De nouvelles germinations ont été réalisées en 2017 à partir des pépins disponibles pour augmenter le nombre de plants issus de Cabernet franc. Les plants de diamètre suffisant ont été greffés en 2017 puis implantés en 2018 et 2019 dans la parcelle de sélection intermédiaire sur le site de l’INRAE de Bordeaux. Les premières vinifications du programme Newvine sont prévues pour 2022. À suivre…
À noter : les programmes régionaux (cf. schéma ci-dessus) visent à créer les nouvelles variétés les plus adaptées a priori à chaque région. Cependant, le croisement de deux variétés crée une forte diversité. Certains plants présentant moins d’intérêt dans certaines régions pourraient s’avérer intéressants dans d’autres. Un réseau s’organise actuellement pour partager cette ressource au niveau national.

L’avenir des variétés résistantes ?

Le parcours est encore long avant une possible intégration des variétés résistantes dans le cahier des charges de nos AOC. L’OCM vitivinicole actuelle n’autorise à ce jour que les cépages Vitis vinifera pour les AOP et il faudra attendre la nouvelle OCM programmée pour 2023, qui devrait permettre l’usage dans le cadre des AOP (cahiers des charges). Il s’agira ensuite de réfléchir à leur intégration ou non dans la diversité variétale des vins de Bordeaux.
Leur utilisation sera alors possible dans le même cadre que celui actuellement emprunté par les variétés d’intérêt à des fins d’adaptation (VIFA) : 5 % des surfaces en production et jusqu’à 10 % de l’assemblage.
Les variétés résistantes classées définitivement peuvent être utilisées actuellement en IGP selon le cahier des charges (en IGP Atlantique depuis le 4 juillet 2019 : Bronner, Cabernet Cortis, Cabernet Blanc, Floreal, Johanniter, Monarch, Muscaris, Pinotin, Prior, Saphira, Solaris, Soreli, Souvignier Gris, Vidoc et Voltis).

Laurent Delière
(INRAE, Bordeaux Sciences Agro, SAVE, UE Vigne Bordeaux, ISVV ; F-3882, Villenave d’Ornon, France)
Laurent Charlier
(CIVB service technique, 1 cours du XXX juillet, 33075 Bordeaux Cedex)

Qu’en pensez-vous ?

À l’occasion du PNDV Tour organisé le 26 octobre dernier, un atelier consacré aux variétés résistantes a permis de recueillir vos avis et attentes sur le sujet.
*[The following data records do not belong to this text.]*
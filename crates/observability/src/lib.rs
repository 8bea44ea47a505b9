//! Tracing and logging (shared setup).

/// Initialize process-wide observability (tracing/logging).
///
/// Safe to call multiple times; subsequent calls become no-ops.
pub fn init() {
    tracing::init();
}

/// Tracing configuration (filters, layers).
pub mod tracing;
use std::time::Duration;

#[tokio::main]
async fn main() {
    showroom_observability::init();

    let addr = std::env::var("SHOWROOM_ADDR").unwrap_or_else(|_| "0.0.0.0:8080".to_string());

    let delay_ms: u64 = match std::env::var("CATALOG_DELAY_MS") {
        Ok(v) => v.parse().unwrap_or_else(|_| {
            tracing::warn!("CATALOG_DELAY_MS is not a number; using 500");
            500
        }),
        Err(_) => 500,
    };

    let app = showroom_api::app::build_app(Duration::from_millis(delay_ms))
        .expect("failed to build seeded catalog");

    let listener = tokio::net::TcpListener::bind(&addr)
        .await
        .unwrap_or_else(|e| panic!("failed to bind {addr}: {e}"));

    tracing::info!("listening on {}", listener.local_addr().unwrap());

    axum::serve(listener, app).await.unwrap();
}
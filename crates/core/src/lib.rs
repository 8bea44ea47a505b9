//! `showroom-core` — domain foundation building blocks.
//!
//! This crate contains **pure domain** primitives (no infrastructure concerns).

pub mod error;
pub mod id;
pub mod value_object;

pub use error::{DomainError, DomainResult};
pub use id::ProductId;
pub use value_object::ValueObject;
//! Fixed seed table the catalog is built from at process start.

use showroom_core::{DomainResult, ProductId};

use crate::product::{ImageSet, Product, Rating};

struct SeedRow {
    id: u32,
    name: &'static str,
    price_cents: u64,
    images: &'static [&'static str],
    model_url: &'static str,
    rating_tenths: u8,
    reviews: u32,
}

const SEED: &[SeedRow] = &[
    SeedRow {
        id: 1,
        name: "Luxe Lounge Chair",
        price_cents: 129_999,
        images: &[
            "/chair.png?height=600&width=600",
            "/chair.png?height=600&width=600",
        ],
        model_url: "/chair.glb",
        rating_tenths: 48,
        reviews: 124,
    },
    SeedRow {
        id: 2,
        name: "Elegant Dining Table",
        price_cents: 249_999,
        images: &[
            "/coffee_grinder.png?height=600&width=600",
            "/coffee_grinder.png?height=600&width=600",
        ],
        model_url: "/coffee_grinder.glb",
        rating_tenths: 49,
        reviews: 89,
    },
    SeedRow {
        id: 3,
        name: "Sofa",
        price_cents: 3_999_999,
        images: &["/sofa.png?height=600&width=600"],
        model_url: "/sofa.glb",
        rating_tenths: 47,
        reviews: 56,
    },
];

/// Build the seed records in insertion order.
pub fn seed_products() -> DomainResult<Vec<Product>> {
    let mut products = Vec::with_capacity(SEED.len());
    for row in SEED {
        let images = ImageSet::new(row.images.iter().map(|s| s.to_string()).collect())?;
        products.push(Product::new(
            ProductId::new(row.id)?,
            row.name,
            row.price_cents,
            images,
            row.model_url,
            Rating::from_tenths(row.rating_tenths)?,
            row.reviews,
        )?);
    }
    Ok(products)
}
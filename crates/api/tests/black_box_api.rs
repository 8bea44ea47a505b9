use std::time::Duration;

use reqwest::StatusCode;
use serde_json::json;

struct TestServer {
    base_url: String,
    handle: tokio::task::JoinHandle<()>,
}

impl TestServer {
    async fn spawn() -> Self {
        // Same router as prod, but zero simulated delay and an ephemeral port.
        let app = showroom_api::app::build_app(Duration::ZERO).expect("failed to build app");
        let listener = tokio::net::TcpListener::bind("127.0.0.1:0")
            .await
            .expect("failed to bind ephemeral port");
        let addr = listener.local_addr().unwrap();
        let base_url = format!("http://{}", addr);

        let handle = tokio::spawn(async move {
            axum::serve(listener, app).await.unwrap();
        });

        Self { base_url, handle }
    }
}

impl Drop for TestServer {
    fn drop(&mut self) {
        self.handle.abort();
    }
}

fn valid_draft() -> serde_json::Value {
    json!({
        "name": "Oak Bookshelf",
        "description": "Five shelves, solid oak",
        "price_cents": 89_900,
        "images": ["bookshelf_front.png", "bookshelf_side.png"],
        "model_url": "bookshelf.glb",
        "rating": 4.5,
        "reviews": 12,
    })
}

#[tokio::test]
async fn health_is_ok() {
    let srv = TestServer::spawn().await;
    let res = reqwest::get(format!("{}/health", srv.base_url)).await.unwrap();
    assert_eq!(res.status(), StatusCode::OK);
}

#[tokio::test]
async fn list_returns_all_seeds_in_order() {
    let srv = TestServer::spawn().await;

    let res = reqwest::get(format!("{}/products", srv.base_url)).await.unwrap();
    assert_eq!(res.status(), StatusCode::OK);

    let body: serde_json::Value = res.json().await.unwrap();
    let items = body.as_array().unwrap();
    assert_eq!(items.len(), 3);

    let ids: Vec<u64> = items.iter().map(|p| p["id"].as_u64().unwrap()).collect();
    assert_eq!(ids, vec![1, 2, 3]);
    assert_eq!(items[0]["name"], "Luxe Lounge Chair");
    assert_eq!(items[2]["name"], "Sofa");
}

#[tokio::test]
async fn get_by_id_returns_the_matching_record() {
    let srv = TestServer::spawn().await;

    let res = reqwest::get(format!("{}/products?id=2", srv.base_url)).await.unwrap();
    assert_eq!(res.status(), StatusCode::OK);

    let body: serde_json::Value = res.json().await.unwrap();
    assert_eq!(body["id"], 2);
    assert_eq!(body["name"], "Elegant Dining Table");
    assert_eq!(body["rating"], 4.9);
    assert_eq!(body["reviews"], 89);
    // The AR collaborator bundle rides along with the record.
    assert_eq!(body["ar"]["model_url"], "/coffee_grinder.glb");
    assert_eq!(body["ar"]["auto_rotate"], true);
}

#[tokio::test]
async fn absent_id_is_a_structured_not_found() {
    let srv = TestServer::spawn().await;

    let res = reqwest::get(format!("{}/products?id=99", srv.base_url)).await.unwrap();
    assert_eq!(res.status(), StatusCode::NOT_FOUND);

    let body: serde_json::Value = res.json().await.unwrap();
    assert_eq!(body["error"], "not_found");
}

#[tokio::test]
async fn malformed_id_is_a_bad_request() {
    let srv = TestServer::spawn().await;

    for bad in ["chair", "0", "-3"] {
        let res = reqwest::get(format!("{}/products?id={}", srv.base_url, bad))
            .await
            .unwrap();
        assert_eq!(res.status(), StatusCode::BAD_REQUEST, "id={bad}");
        let body: serde_json::Value = res.json().await.unwrap();
        assert_eq!(body["error"], "invalid_id", "id={bad}");
    }
}

#[tokio::test]
async fn accepted_draft_is_echoed_but_never_stored() {
    let srv = TestServer::spawn().await;
    let client = reqwest::Client::new();

    let res = client
        .post(format!("{}/products", srv.base_url))
        .json(&valid_draft())
        .send()
        .await
        .unwrap();
    assert_eq!(res.status(), StatusCode::CREATED);

    let body: serde_json::Value = res.json().await.unwrap();
    assert_eq!(body["message"], "Product added successfully");
    assert_eq!(body["product"]["name"], "Oak Bookshelf");
    assert_eq!(body["product"]["rating"], 4.5);

    // No durability: the catalog still holds exactly the seed list.
    let res = reqwest::get(format!("{}/products", srv.base_url)).await.unwrap();
    let list: serde_json::Value = res.json().await.unwrap();
    assert_eq!(list.as_array().unwrap().len(), 3);
}

#[tokio::test]
async fn incomplete_draft_is_rejected_with_a_message() {
    let srv = TestServer::spawn().await;
    let client = reqwest::Client::new();

    let mut draft = valid_draft();
    draft["images"] = json!([]);

    let res = client
        .post(format!("{}/products", srv.base_url))
        .json(&draft)
        .send()
        .await
        .unwrap();
    assert_eq!(res.status(), StatusCode::BAD_REQUEST);

    let body: serde_json::Value = res.json().await.unwrap();
    assert_eq!(body["error"], "validation_error");
    assert!(body["message"].as_str().unwrap().contains("image"));
}

#[tokio::test]
async fn out_of_range_rating_is_rejected() {
    let srv = TestServer::spawn().await;
    let client = reqwest::Client::new();

    let mut draft = valid_draft();
    draft["rating"] = json!(6.2);

    let res = client
        .post(format!("{}/products", srv.base_url))
        .json(&draft)
        .send()
        .await
        .unwrap();
    assert_eq!(res.status(), StatusCode::BAD_REQUEST);
}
Extraits.
« Les variétés résistantes nous intéressent beaucoup mais qu’en sera-t-il de la qualité et la typicité des vins obtenus ? Comment ces variétés vont-elles prendre place dans nos AOC ? »
« Il faut aller plus vite pour la création des variétés et la production de plants ensuite ! »
« Ces variétés permettront une réduction drastique des intrants sans aller pour autant vers le zéro intrants. il faudra éviter les contournements et gérer les autres bio-agresseurs.»